A prima facie case, whether under the equal protection clause of the Fourteenth Amendment or Title VII of the Civil Rights Act of 1964 or any other antidiscrimination principle that we are familiar with, requires proof of a state of facts that makes it more likely than not that there has been discrimination. See, e.g., Cooper v. Federal Reserve Bank, 467 U.S. 867, 104 S.Ct. 2794, 2799-800, 81 L.Ed.2d 718 (1984). Since Ustrak had a cellmate of a different race, no significance can be assigned to the bare fact of a departure from consistent enforcement that favored the cellmate. Any departure had to injure one cellmate at the expense of another of a different race yet most inconsistencies in enforcement are unrelated to racial discrimination, being the result merely of imperfections in law enforcement. It would be insulting and unfair to Warden Fairman to presume that because he is black any unequal enforcement of prison regulations that hurts a white prisoner is the product of racial prejudice; and remember that it was a white guard who failed to charge Ustrak's black cellmate and that most of the prison staff is white.
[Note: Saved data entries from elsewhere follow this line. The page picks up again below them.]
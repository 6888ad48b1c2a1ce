//! Summary command for weekly, yearly and all-time training totals.
//!
//! This module implements `ojt summary` in human-readable and JSON form.

use std::fmt::Write;

use anyhow::Result;

use ojt_core::{Clock, EntryStore, TargetSource, TrainingSummary, format_minutes};
use ojt_db::Database;

use super::util::{format_session_line, hours_to_minutes};

/// Computes the summary for "now" according to `clock`.
pub fn generate_summary(
    db: &Database,
    clock: &dyn Clock,
    recent_limit: usize,
) -> Result<TrainingSummary> {
    let entries = db.list()?;
    let target_hours = db.annual_target_or_default()?;
    Ok(TrainingSummary::compute(
        &entries,
        &clock.now(),
        target_hours,
        recent_limit,
    ))
}

/// Formats the human-readable summary.
pub fn format_summary(summary: &TrainingSummary) -> String {
    let mut output = String::new();

    writeln!(
        output,
        "OJT SUMMARY: Week of {}",
        summary.week_start.format("%b %-d, %Y")
    )
    .unwrap();

    if summary.session_count == 0 {
        writeln!(output).unwrap();
        writeln!(output, "No training time logged yet.").unwrap();
        writeln!(output).unwrap();
        writeln!(
            output,
            "Hint: Run 'ojt log' or 'ojt track' to record a session."
        )
        .unwrap();
        return output;
    }

    writeln!(output).unwrap();
    writeln!(output, "THIS WEEK").unwrap();
    writeln!(output, "─────────").unwrap();
    writeln!(
        output,
        "Logged:     {}",
        format_minutes(hours_to_minutes(summary.weekly_hours))
    )
    .unwrap();

    let target = &summary.target;
    writeln!(output).unwrap();
    writeln!(output, "THIS YEAR").unwrap();
    writeln!(output, "─────────").unwrap();
    writeln!(
        output,
        "Logged:     {} of {}h target ({}%)",
        format_minutes(hours_to_minutes(summary.yearly_hours)),
        target.target_hours,
        target.percent_complete
    )
    .unwrap();
    writeln!(
        output,
        "Remaining:  {}",
        format_minutes(hours_to_minutes(target.remaining_hours))
    )
    .unwrap();

    writeln!(output).unwrap();
    writeln!(output, "ALL TIME").unwrap();
    writeln!(output, "────────").unwrap();
    writeln!(
        output,
        "Total:      {}",
        format_minutes(summary.total.hours * 60 + summary.total.minutes)
    )
    .unwrap();
    writeln!(
        output,
        "Sessions:   {} (avg {})",
        summary.session_count,
        format_minutes(summary.average_session_minutes)
    )
    .unwrap();

    if !summary.recent.is_empty() {
        writeln!(output).unwrap();
        writeln!(output, "RECENT SESSIONS").unwrap();
        writeln!(output, "───────────────").unwrap();
        for entry in &summary.recent {
            writeln!(output, "{}", format_session_line(entry)).unwrap();
        }
    }

    output
}

/// Runs the summary command.
pub fn run<W: std::io::Write>(
    writer: &mut W,
    db: &Database,
    clock: &dyn Clock,
    recent_limit: usize,
    json: bool,
) -> Result<()> {
    let summary = generate_summary(db, clock, recent_limit)?;
    if json {
        writeln!(writer, "{}", serde_json::to_string_pretty(&summary)?)?;
    } else {
        write!(writer, "{}", format_summary(&summary))?;
    }
    Ok(())
}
Since the charge of discriminatory punishment must be dismissed, we have no occasion to consider whether, if it were proved, an award of damages would be a suitable remedy. Ustrak does not complain that it was wrong to punish him. He complains only that it was wrong not to punish his black cellmate also.

Ustrak's second complaint is that he was denied a job as a clerk in the prison library because of his race. For this wrong the jury awarded the remarkable sum of $15,000 in compensatory damages--remarkable because Ustrak proved no injury beyond a self-serving, unelaborated, uncorroborated, and unsubstantiated conjecture that getting the job would have "increase[d] my typing skills. Right now, Your Honor, I can type 60 words a minute. It would also have given me something to get into the looking up of cases in law and possibly becoming a researcher for a law firm upon my release from the penitentiary."
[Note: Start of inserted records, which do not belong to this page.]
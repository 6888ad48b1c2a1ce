use std::io;
use std::path::Path;

use anyhow::{Context, Result};
use clap::Parser;
use tokio::io::BufReader;
use tracing_subscriber::EnvFilter;

use ojt_cli::commands::{log, recent, summary, target, track};
use ojt_cli::{Cli, Commands, Config};
use ojt_core::{Clock, SystemClock};

/// Load config and open database, ensuring the parent directory exists.
fn open_database(config_path: Option<&Path>) -> Result<(ojt_db::Database, Config)> {
    let config = Config::load_from(config_path).context("failed to load configuration")?;
    tracing::debug!(?config, "loaded configuration");

    if let Some(parent) = config.database_path.parent() {
        std::fs::create_dir_all(parent).context("failed to create database directory")?;
    }

    let db = ojt_db::Database::open(&config.database_path).context("failed to open database")?;
    Ok((db, config))
}

fn main() -> Result<()> {
    let cli = Cli::parse();

    // Initialize tracing with verbose flag support
    let filter = if cli.verbose {
        EnvFilter::new("debug")
    } else {
        EnvFilter::from_default_env()
    };
    // Logs go to stderr so command output stays clean
    let _ = tracing_subscriber::fmt()
        .with_env_filter(filter)
        .with_writer(io::stderr)
        .try_init();

    let clock = SystemClock;
    let mut stdout = io::stdout().lock();

    match &cli.command {
        Some(Commands::Log(args)) => {
            let (mut db, _config) = open_database(cli.config.as_deref())?;
            log::run(&mut stdout, args, &mut db, clock.today())?;
        }
        Some(Commands::Track { activity }) => {
            let (mut db, _config) = open_database(cli.config.as_deref())?;
            let runtime = tokio::runtime::Builder::new_current_thread()
                .enable_all()
                .build()
                .context("failed to start async runtime")?;
            runtime.block_on(track::run(
                BufReader::new(tokio::io::stdin()),
                &mut stdout,
                &mut db,
                activity,
                &clock,
                tokio::signal::ctrl_c(),
            ))?;
        }
        Some(Commands::Summary { json }) => {
            let (db, config) = open_database(cli.config.as_deref())?;
            summary::run(&mut stdout, &db, &clock, config.recent_limit, *json)?;
        }
        Some(Commands::Recent { limit, json }) => {
            let (db, config) = open_database(cli.config.as_deref())?;
            recent::run(&mut stdout, &db, limit.unwrap_or(config.recent_limit), *json)?;
        }
        Some(Commands::Target { hours }) => {
            let (mut db, _config) = open_database(cli.config.as_deref())?;
            target::run(&mut stdout, &mut db, *hours)?;
        }
        None => {
            // No subcommand, show help
            use clap::CommandFactory;
            Cli::command().print_help()?;
            println!();
        }
    }

    Ok(())
}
Ustrak testified that there were three vacancies in the library when he applied for a job there, that one was reserved for whites, that he didn't get the job, and that later he saw that all three vacancies had been filled by blacks. One can see here the shadow of Title VII, under which a prima facie case can be made out by showing that the plaintiff was denied a job for which he was qualified and that a person of another race got the job instead. See McDonnell Douglas Corp. v. Green, 411 U.S. 792, 802, 93 S.Ct. 1817, 1824, 36 L.Ed.2d 668 (1973). Pontiac operates under a consent decree which (rightly or wrongly) guarantees blacks the same percentage of prison jobs as their percentage of the prison population. There is evidence that, as the decree has been interpreted by the prison authorities, one job on the library staff of five or six has been reserved for whites, and the others for blacks; and there is some evidence that Ustrak was qualified for the "white" vacancy which instead went to a black.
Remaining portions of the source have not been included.